Quindío todavía tiene tierra virgen

Quindío todavía tiene tierra virgen

8 de Febrero del 2012

Residencia en la tierra es una alegoría a la naturaleza hecha versos por el chileno Pablo Neruda y llevada a la realidad por un grupo de colombianos. El poemario de Neruda es una inmersión al surrealismo a través del lenguaje metafísico, es la exploración del yo que se hace realidad en una Residencia creada con puertas abiertas desde 2009 para todos los dispuestos a explorar su sensibilidad por la creación.

Montenegro (Quindío), a 1200 m.s.n.m es el sitio de reunión de artistas, escritores, investigadores, curadores y todos los interesados por el arte. En una casa campestre en medio del silencio, los paisajes y la luz natural se desarrollan obras y proyectos que permiten el diálogo entre las diversas culturas y generaciones. La Residencia de la Tierra es un escenario de encuentro que promueve la interacción como una forma de aprendizaje y crecimiento espiritual.

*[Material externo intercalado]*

impl Engine {
    pub fn new(config: EngineConfig) -> Self {
        Self {
            step_semaphore: Arc::new(Semaphore::new(config.max_parallel_steps)),
            download_semaphore: Arc::new(Semaphore::new(config.max_parallel_downloads)),
            build_semaphore: Arc::new(Semaphore::new(config.max_parallel_builds)),
            pm_locks: PmLockTable::new(),
            config,
        }
    }

    /// Marks every step still `Pending` (not in flight, not already
    /// terminal) as `Skipped` on cancellation (spec §4.8: "Dep-unresolved
    /// steps post-cancel transition to `skipped`").
    fn skip_remaining_pending(
        state: &mut PlanState,
        in_flight: &std::collections::HashSet<String>,
        sink: &mpsc::UnboundedSender<ExecEvent>,
    ) {
        let pending_ids: Vec<String> = state
            .results
            .iter()
            .filter(|r| r.status == StepStatus::Pending && !in_flight.contains(&r.step_id))
            .map(|r| r.step_id.clone())
            .collect();
        for step_id in pending_ids {
            if let Some(result) = state.result_mut(&step_id) {
                result.status = StepStatus::Skipped;
                result.error_kind = Some("cancelled".to_string());
            }
            let _ = sink.send(ExecEvent::StepSkipped {
                step_id,
                reason: "cancelled".to_string(),
            });
        }
    }

    /// Establishes the plan's sudo session before any sudo step is allowed
    /// to run (spec §4.8: "at most one concurrent sudo step unless a sudo
    /// session is active" — serialized here by construction, since
    /// authentication completes before the scheduler dispatches anything).
    /// Returns `Err` if no credential could be established within
    /// `sudo_prompt_timeout_sec`.
    async fn establish_sudo_session(
        &self,
        session: &SudoSession,
        sink: &mpsc::UnboundedSender<ExecEvent>,
    ) -> Result<(), installer_core::InstallError> {
        if session.try_non_interactive().await {
            return Ok(());
        }
        let timeout = std::time::Duration::from_secs(self.config.sudo_prompt_timeout_sec);
        let password = match tokio::time::timeout(timeout, session.request_password(sink)).await {
            Ok(Ok(password)) => password,
            Ok(Err(_)) => return Err(installer_core::InstallError::SudoDenied),
            Err(_) => return Err(installer_core::InstallError::SudoRequired),
        };
        if session.validate_password(&password).await {
            Ok(())
        } else {
            Err(installer_core::InstallError::SudoDenied)
        }
    }

    fn permit_kind(step: &Step) -> PermitKind {
        use installer_core::types::StepType;
        match step.kind {
            StepType::Source | StepType::DataPack => PermitKind::Download,
            StepType::Build => PermitKind::Build,
            _ => PermitKind::Step,
        }
    }

    fn semaphore_for(&self, kind: PermitKind) -> Arc<Semaphore> {
        match kind {
            PermitKind::Step => self.step_semaphore.clone(),
            PermitKind::Download => self.download_semaphore.clone(),
            PermitKind::Build => self.build_semaphore.clone(),
        }
    }

    /// Finds steps whose dependencies have all succeeded and which aren't
    /// already running/terminal (spec §4.8 ready-set scheduling).
    fn ready_steps(state: &PlanState, in_flight: &std::collections::HashSet<String>) -> Vec<Step> {
        state
            .plan
            .steps
            .iter()
            .filter(|step| {
                if in_flight.contains(&step.id) {
                    return false;
                }
                let result = state.results.iter().find(|r| r.step_id == step.id);
                if !matches!(result.map(|r| r.status), Some(StepStatus::Pending)) {
                    return false;
                }
                step.depends_on.iter().all(|dep| {
                    state
                        .results
                        .iter()
                        .find(|r| &r.step_id == dep)
                        .map(|r| r.status == StepStatus::Success)
                        .unwrap_or(false)
                })
            })
            .cloned()
            .collect()
    }

    /// Marks every step transitively depending on `failed_step_id` as
    /// `Skipped` with `dep_failed`, per spec §4.8 partial-success
    /// propagation.
    fn propagate_dep_failed(state: &mut PlanState, failed_step_id: &str) {
        let mut frontier = vec![failed_step_id.to_string()];
        while let Some(failed) = frontier.pop() {
            let dependents: Vec<String> = state
                .plan
                .steps
                .iter()
                .filter(|s| s.depends_on.contains(&failed))
                .map(|s| s.id.clone())
                .collect();
            for dep_id in dependents {
                if let Some(result) = state.result_mut(&dep_id) {
                    if result.status == StepStatus::Pending {
                        result.status = StepStatus::Skipped;
                        result.error_kind = Some("dep_failed".to_string());
                        frontier.push(dep_id);
                    }
                }
            }
        }
    }

    /// Runs `plan` to completion (or cancellation/abort), streaming events
    /// on `sink` and returning the final `PlanState` for persistence.
    /// `persist`, when given, is invoked after every `PlanState` transition
    /// (including the initial `queued → running` move) so a crash mid-run
    /// leaves a committed prefix (spec §4.9).
    #[tracing::instrument(skip(self, sink, cancel, persist), fields(tool = %plan_state.plan.tool))]
    pub async fn execute(
        &self,
        mut plan_state: PlanState,
        sink: mpsc::UnboundedSender<ExecEvent>,
        cancel: CancelToken,
        persist: Option<PersistHook<'_>>,
    ) -> PlanState {
        plan_state.phase = PlanPhase::Running;
        if let Some(p) = persist {
            p(&plan_state);
        }

        if plan_state.plan.steps.iter().any(|s| s.needs_sudo) {
            let session = SudoSession::new();
            if let Err(err) = self.establish_sudo_session(&session, &sink).await {
                plan_state.phase = PlanPhase::Failed;
                plan_state.interruption_reason = Some(err.to_string());
                plan_state.updated_at = Utc::now();
                if let Some(p) = persist {
                    p(&plan_state);
                }
                let _ = sink.send(ExecEvent::PlanDone { phase: plan_state.phase });
                return plan_state;
            }
            let refresh_cancel = CancelToken::new();
            let refresh_session = Arc::new(session);
            let refresh_interval = std::time::Duration::from_secs(self.config.sudo_refresh_interval_sec);
            let refresher_cancel = refresh_cancel.clone();
            let refresher_session = refresh_session.clone();
            tokio::spawn(async move {
                refresher_session.refresh_loop(refresh_interval, refresher_cancel).await;
            });
            let result = self.drive(plan_state, sink, cancel, persist).await;
            refresh_cancel.cancel();
            return result;
        }

        self.drive(plan_state, sink, cancel, persist).await
    }

    /// The DAG scheduler loop proper, shared by the sudo and no-sudo paths
    /// of `execute`.
    async fn drive(
        &self,
        mut plan_state: PlanState,
        sink: mpsc::UnboundedSender<ExecEvent>,
        cancel: CancelToken,
        persist: Option<PersistHook<'_>>,
    ) -> PlanState {
        let mut in_flight: std::collections::HashSet<String> = std::collections::HashSet::new();
        let mut tasks: JoinSet<(String, StepOutcome)> = JoinSet::new();
        let mut aborted = false;

        loop {
            if cancel.is_cancelled() && !aborted {
                tracing::info!("cancellation requested, draining in-flight steps");
                aborted = true;
                Self::skip_remaining_pending(&mut plan_state, &in_flight, &sink);
                if let Some(p) = persist {
                    p(&plan_state);
                }
            }

            if !aborted {
                for step in Self::ready_steps(&plan_state, &in_flight) {
                    in_flight.insert(step.id.clone());
                    if let Some(result) = plan_state.result_mut(&step.id) {
                        result.status = StepStatus::Running;
                        result.started_at = Some(Utc::now());
                    }
                    if let Some(p) = persist {
                        p(&plan_state);
                    }
                    let sink_clone = sink.clone();
                    let pm_locks = self.pm_locks.clone();
                    let permit_kind = Self::permit_kind(&step);
                    let sem = self.semaphore_for(permit_kind).clone();
                    let step_id = step.id.clone();
                    let cancel_clone = cancel.clone();
                    let drain_sec = self.config.max_drain_sec;
                    tasks.spawn(async move {
                        let _permit = sem.acquire_owned().await.expect("semaphore closed");
                        let outcome =
                            run_step_with_retry(&step, &pm_locks, &sink_clone, &cancel_clone, drain_sec).await;
                        (step_id, outcome)
                    });
                }
            }

            if tasks.is_empty() {
                break;
            }

            let Some(joined) = tasks.join_next().await else {
                break;
            };
            let (step_id, outcome) = joined.expect("step task panicked");
            in_flight.remove(&step_id);

            match outcome {
                StepOutcome::Success { exit_code } => {
                    if let Some(result) = plan_state.result_mut(&step_id) {
                        result.status = StepStatus::Success;
                        result.exit_code = Some(exit_code);
                        result.ended_at = Some(Utc::now());
                    }
                    let _ = sink.send(ExecEvent::StepDone { step_id, exit_code });
                }
                StepOutcome::Failed { error_kind, message, exit_code } => {
                    if let Some(result) = plan_state.result_mut(&step_id) {
                        result.status = StepStatus::Failed;
                        result.error_kind = Some(error_kind.clone());
                        result.exit_code = exit_code;
                        result.ended_at = Some(Utc::now());
                    }
                    let _ = sink.send(ExecEvent::StepFailed {
                        step_id: step_id.clone(),
                        error_kind,
                        message,
                    });
                    Self::propagate_dep_failed(&mut plan_state, &step_id);
                    if self.config.abort_on_failure {
                        aborted = true;
                    }
                }
                StepOutcome::Cancelled => {
                    if let Some(result) = plan_state.result_mut(&step_id) {
                        result.status = StepStatus::Cancelled;
                        result.ended_at = Some(Utc::now());
                    }
                }
            }
            if let Some(p) = persist {
                p(&plan_state);
            }
        }

        plan_state.phase = if cancel.is_cancelled() {
            PlanPhase::Cancelled
        } else if plan_state.results.iter().any(|r| r.status == StepStatus::Failed) {
            PlanPhase::Failed
        } else {
            PlanPhase::Succeeded
        };
        plan_state.updated_at = Utc::now();
        if let Some(p) = persist {
            p(&plan_state);
        }
        let _ = sink.send(ExecEvent::PlanDone { phase: plan_state.phase });
        plan_state
    }
}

Diferentes procesos de creación artística: artes plásticas, literatura, música, cine, artes escénicas convergen en este lugar único en Colombia dispuesto a recibir en sus seis habitaciones a grupos heterogéneos de soñadores. Tres paisas, un barranquillero y un bogotano conforman el grupo anfitrión. Entre tranquilos cafetales Daniel Santiago Salguero, Pedro Nicolás Villegas, Fátima Vélez, Sebastián Cruz, Elena Landínez le dan la bienvenida a todos los interesados en la planeación y ejecución de diferentes proyectos, obras e investigaciones.

Residir en la tierra significa estar dispuestos a tolerar la diferencia, cooperar en el fomento de una sociedad proactiva y proponer ideas que apunten al desarrollo de proyectos. Así los residentes-participantes tienen la posibilidad de involucrarse de diferentes maneras, la primera es proponer un intercambio que puede ser: crear y realizar un taller en las instalaciones de la Residencia, llevar a cabo una investigación que alimente conceptualmente el proyecto de la Residencia, dejar un legado artístico o realizar un proyecto que involucre a la comunidad o al medio ambiente.

Igualmente, los interesados en hacer proyectos individuales pueden presentarlos en cualquier momento del año para que el equipo de la Residencia en la Tierra los evalúe y decida si son o no pertinentes. Al ser aprobados los residentes determinan el tiempo necesario para su realización, que puede estar entre dos semanas y tres meses. Cada uno debe correr con sus gastos o recurrir a alguna beca, en este caso, la Residencia de la Tierra puede asesorar y guiar esta búsqueda. Así mismo, todas las personas afines con el arte y la cultura interesadas en conocer procesos creativos e intercambiar ideas pueden hacer parte de esta gran familia.

 Una carpintería orgánica y un laboratorio de reciclaje son algunos de los ejemplos de auto-sostenibilidad que se llevan a cabo en esta finca antioqueña. La apuesta a la reinvención de un nuevo pensamiento se da gracias a la participación de personas locales y extranjeras que creen en la importancia de los recursos del planeta.

Descanso, auto-disciplina y aproximación amable con la naturaleza convergen en una alternativa que no espera más que ser una nueva opción de habitar el planeta. Residir es encontrarse con la tierra y a través de ella con nosotros mismos. El contacto con lo esencial puede ser posible en un espacio que admita la contemplación, la aproximación y la unión con eso que vemos lejos de nuestra realidad. El encuentro silencioso con la noche y las estrellas, el contacto con la tierra por medio de la cultivación y recolección de los alimentos, esas simples cosas a las Mercedes Sosa les cantaba hacen que nos encontremos con nuestra intimidad y le abramos la ventana a la creación.

Una tierra virgen que espera ansioso a todos los residentes del mundo.